Task brief: Give back every line of the material exactly, as it appears below.

Excerpted data:
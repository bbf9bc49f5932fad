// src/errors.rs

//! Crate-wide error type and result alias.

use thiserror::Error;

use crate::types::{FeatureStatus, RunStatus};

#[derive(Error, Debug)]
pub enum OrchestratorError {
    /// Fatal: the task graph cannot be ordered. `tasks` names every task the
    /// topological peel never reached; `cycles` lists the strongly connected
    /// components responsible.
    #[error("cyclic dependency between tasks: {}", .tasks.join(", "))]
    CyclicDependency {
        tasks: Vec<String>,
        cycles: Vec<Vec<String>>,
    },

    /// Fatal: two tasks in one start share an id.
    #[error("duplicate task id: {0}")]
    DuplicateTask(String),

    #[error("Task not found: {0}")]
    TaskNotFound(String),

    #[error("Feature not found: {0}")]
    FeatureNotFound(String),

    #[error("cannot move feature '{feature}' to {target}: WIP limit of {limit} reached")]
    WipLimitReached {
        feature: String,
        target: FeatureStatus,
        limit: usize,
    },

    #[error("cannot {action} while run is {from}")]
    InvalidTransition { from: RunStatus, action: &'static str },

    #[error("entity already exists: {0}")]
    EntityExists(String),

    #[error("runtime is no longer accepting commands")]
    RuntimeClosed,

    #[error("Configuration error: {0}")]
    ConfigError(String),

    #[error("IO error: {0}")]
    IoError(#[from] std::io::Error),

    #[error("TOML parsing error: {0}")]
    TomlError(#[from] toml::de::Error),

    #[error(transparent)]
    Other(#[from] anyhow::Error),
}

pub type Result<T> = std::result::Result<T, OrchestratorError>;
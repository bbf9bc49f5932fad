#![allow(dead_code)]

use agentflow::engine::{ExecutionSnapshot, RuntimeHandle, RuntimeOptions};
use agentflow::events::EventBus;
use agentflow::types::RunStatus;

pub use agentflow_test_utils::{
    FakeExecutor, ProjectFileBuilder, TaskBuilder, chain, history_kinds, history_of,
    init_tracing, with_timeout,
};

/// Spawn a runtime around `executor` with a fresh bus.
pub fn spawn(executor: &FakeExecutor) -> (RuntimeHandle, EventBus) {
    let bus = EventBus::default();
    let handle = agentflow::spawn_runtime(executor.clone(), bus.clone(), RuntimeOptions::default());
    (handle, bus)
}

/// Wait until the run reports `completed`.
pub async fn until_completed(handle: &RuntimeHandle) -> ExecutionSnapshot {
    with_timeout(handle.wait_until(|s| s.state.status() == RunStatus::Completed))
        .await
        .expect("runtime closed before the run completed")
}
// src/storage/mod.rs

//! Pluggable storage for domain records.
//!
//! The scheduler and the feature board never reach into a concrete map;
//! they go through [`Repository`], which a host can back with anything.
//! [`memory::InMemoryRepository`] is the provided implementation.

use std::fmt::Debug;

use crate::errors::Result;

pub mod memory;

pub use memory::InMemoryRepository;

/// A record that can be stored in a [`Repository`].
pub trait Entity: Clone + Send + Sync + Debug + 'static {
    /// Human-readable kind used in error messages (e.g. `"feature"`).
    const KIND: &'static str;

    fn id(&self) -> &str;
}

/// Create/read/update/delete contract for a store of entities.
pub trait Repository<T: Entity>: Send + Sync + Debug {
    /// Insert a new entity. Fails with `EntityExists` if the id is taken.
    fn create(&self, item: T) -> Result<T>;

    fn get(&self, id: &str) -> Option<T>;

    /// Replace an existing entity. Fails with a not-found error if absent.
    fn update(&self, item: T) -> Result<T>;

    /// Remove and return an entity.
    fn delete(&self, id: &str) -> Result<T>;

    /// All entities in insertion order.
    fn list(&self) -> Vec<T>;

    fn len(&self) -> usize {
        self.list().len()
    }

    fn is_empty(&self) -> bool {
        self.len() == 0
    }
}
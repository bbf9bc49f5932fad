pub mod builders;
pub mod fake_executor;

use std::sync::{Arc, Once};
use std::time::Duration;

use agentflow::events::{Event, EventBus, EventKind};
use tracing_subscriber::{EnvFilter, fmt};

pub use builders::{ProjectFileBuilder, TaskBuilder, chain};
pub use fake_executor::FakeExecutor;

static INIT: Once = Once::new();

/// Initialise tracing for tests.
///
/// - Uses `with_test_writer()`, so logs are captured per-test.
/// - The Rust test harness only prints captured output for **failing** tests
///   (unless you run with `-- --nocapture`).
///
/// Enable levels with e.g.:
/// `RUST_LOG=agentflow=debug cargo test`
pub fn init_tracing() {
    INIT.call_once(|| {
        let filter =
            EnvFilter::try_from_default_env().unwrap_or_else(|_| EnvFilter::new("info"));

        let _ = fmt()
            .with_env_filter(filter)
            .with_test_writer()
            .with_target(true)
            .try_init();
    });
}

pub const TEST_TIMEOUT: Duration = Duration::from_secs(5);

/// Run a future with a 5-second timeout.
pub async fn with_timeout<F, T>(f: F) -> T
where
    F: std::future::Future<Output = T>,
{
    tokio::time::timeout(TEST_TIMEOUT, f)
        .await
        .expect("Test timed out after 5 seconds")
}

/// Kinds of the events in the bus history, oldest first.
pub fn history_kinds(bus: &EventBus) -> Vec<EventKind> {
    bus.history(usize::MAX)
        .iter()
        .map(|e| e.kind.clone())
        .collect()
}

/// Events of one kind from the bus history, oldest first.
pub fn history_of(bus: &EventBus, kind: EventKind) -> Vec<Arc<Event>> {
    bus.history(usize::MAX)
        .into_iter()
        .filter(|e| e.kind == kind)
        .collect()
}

Answer for the task:
repository bbf9bc49f5932fad
// src/errors.rs

//! Crate-wide error type and result alias.

use thiserror::Error;

use crate::types::{FeatureStatus, RunStatus};

#[derive(Error, Debug)]
pub enum OrchestratorError {
    /// Fatal: the task graph cannot be ordered. `tasks` names every task the
    /// topological peel never reached; `cycles` lists the strongly connected
    /// components responsible.
    #[error("cyclic dependency between tasks: {}", .tasks.join(", "))]
    CyclicDependency {
        tasks: Vec<String>,
        cycles: Vec<Vec<String>>,
    },

    /// Fatal: two tasks in one start share an id.
    #[error("duplicate task id: {0}")]
    DuplicateTask(String),

    #[error("Task not found: {0}")]
    TaskNotFound(String),

    #[error("Feature not found: {0}")]
    FeatureNotFound(String),

    #[error("cannot move feature '{feature}' to {target}: WIP limit of {limit} reached")]
    WipLimitReached {
        feature: String,
        target: FeatureStatus,
        limit: usize,
    },

    #[error("cannot {action} while run is {from}")]
    InvalidTransition { from: RunStatus, action: &'static str },

    #[error("entity already exists: {0}")]
    EntityExists(String),

    #[error("runtime is no longer accepting commands")]
    RuntimeClosed,

    #[error("Configuration error: {0}")]
    ConfigError(String),

    #[error("IO error: {0}")]
    IoError(#[from] std::io::Error),

    #[error("TOML parsing error: {0}")]
    TomlError(#[from] toml::de::Error),

    #[error(transparent)]
    Other(#[from] anyhow::Error),
}

pub type Result<T> = std::result::Result<T, OrchestratorError>;
repository bbf9bc49f5932fad
#![allow(dead_code)]

use agentflow::engine::{ExecutionSnapshot, RuntimeHandle, RuntimeOptions};
use agentflow::events::EventBus;
use agentflow::types::RunStatus;

pub use agentflow_test_utils::{
    FakeExecutor, ProjectFileBuilder, TaskBuilder, chain, history_kinds, history_of,
    init_tracing, with_timeout,
};

/// Spawn a runtime around `executor` with a fresh bus.
pub fn spawn(executor: &FakeExecutor) -> (RuntimeHandle, EventBus) {
    let bus = EventBus::default();
    let handle = agentflow::spawn_runtime(executor.clone(), bus.clone(), RuntimeOptions::default());
    (handle, bus)
}

/// Wait until the run reports `completed`.
pub async fn until_completed(handle: &RuntimeHandle) -> ExecutionSnapshot {
    with_timeout(handle.wait_until(|s| s.state.status() == RunStatus::Completed))
        .await
        .expect("runtime closed before the run completed")
}
// src/storage/mod.rs

//! Pluggable storage for domain records.
//!
//! The scheduler and the feature board never reach into a concrete map;
//! they go through [`Repository`], which a host can back with anything.
//! [`memory::InMemoryRepository`] is the provided implementation.

use std::fmt::Debug;

use crate::errors::Result;

pub mod memory;

pub use memory::InMemoryRepository;

/// A record that can be stored in a [`Repository`].
pub trait Entity: Clone + Send + Sync + Debug + 'static {
    /// Human-readable kind used in error messages (e.g. `"feature"`).
    const KIND: &'static str;

    fn id(&self) -> &str;
}

/// Create/read/update/delete contract for a store of entities.
pub trait Repository<T: Entity>: Send + Sync + Debug {
    /// Insert a new entity. Fails with `EntityExists` if the id is taken.
    fn create(&self, item: T) -> Result<T>;

    fn get(&self, id: &str) -> Option<T>;

    /// Replace an existing entity. Fails with a not-found error if absent.
    fn update(&self, item: T) -> Result<T>;

    /// Remove and return an entity.
    fn delete(&self, id: &str) -> Result<T>;

    /// All entities in insertion order.
    fn list(&self) -> Vec<T>;

    fn len(&self) -> usize {
        self.list().len()
    }

    fn is_empty(&self) -> bool {
        self.len() == 0
    }
}
repository bbf9bc49f5932fad
pub mod builders;
pub mod fake_executor;

use std::sync::{Arc, Once};
use std::time::Duration;

use agentflow::events::{Event, EventBus, EventKind};
use tracing_subscriber::{EnvFilter, fmt};

pub use builders::{ProjectFileBuilder, TaskBuilder, chain};
pub use fake_executor::FakeExecutor;

static INIT: Once = Once::new();

/// Initialise tracing for tests.
///
/// - Uses `with_test_writer()`, so logs are captured per-test.
/// - The Rust test harness only prints captured output for **failing** tests
///   (unless you run with `-- --nocapture`).
///
/// Enable levels with e.g.:
/// `RUST_LOG=agentflow=debug cargo test`
pub fn init_tracing() {
    INIT.call_once(|| {
        let filter =
            EnvFilter::try_from_default_env().unwrap_or_else(|_| EnvFilter::new("info"));

        let _ = fmt()
            .with_env_filter(filter)
            .with_test_writer()
            .with_target(true)
            .try_init();
    });
}

pub const TEST_TIMEOUT: Duration = Duration::from_secs(5);

/// Run a future with a 5-second timeout.
pub async fn with_timeout<F, T>(f: F) -> T
where
    F: std::future::Future<Output = T>,
{
    tokio::time::timeout(TEST_TIMEOUT, f)
        .await
        .expect("Test timed out after 5 seconds")
}

/// Kinds of the events in the bus history, oldest first.
pub fn history_kinds(bus: &EventBus) -> Vec<EventKind> {
    bus.history(usize::MAX)
        .iter()
        .map(|e| e.kind.clone())
        .collect()
}

/// Events of one kind from the bus history, oldest first.
pub fn history_of(bus: &EventBus, kind: EventKind) -> Vec<Arc<Event>> {
    bus.history(usize::MAX)
        .into_iter()
        .filter(|e| e.kind == kind)
        .collect()
}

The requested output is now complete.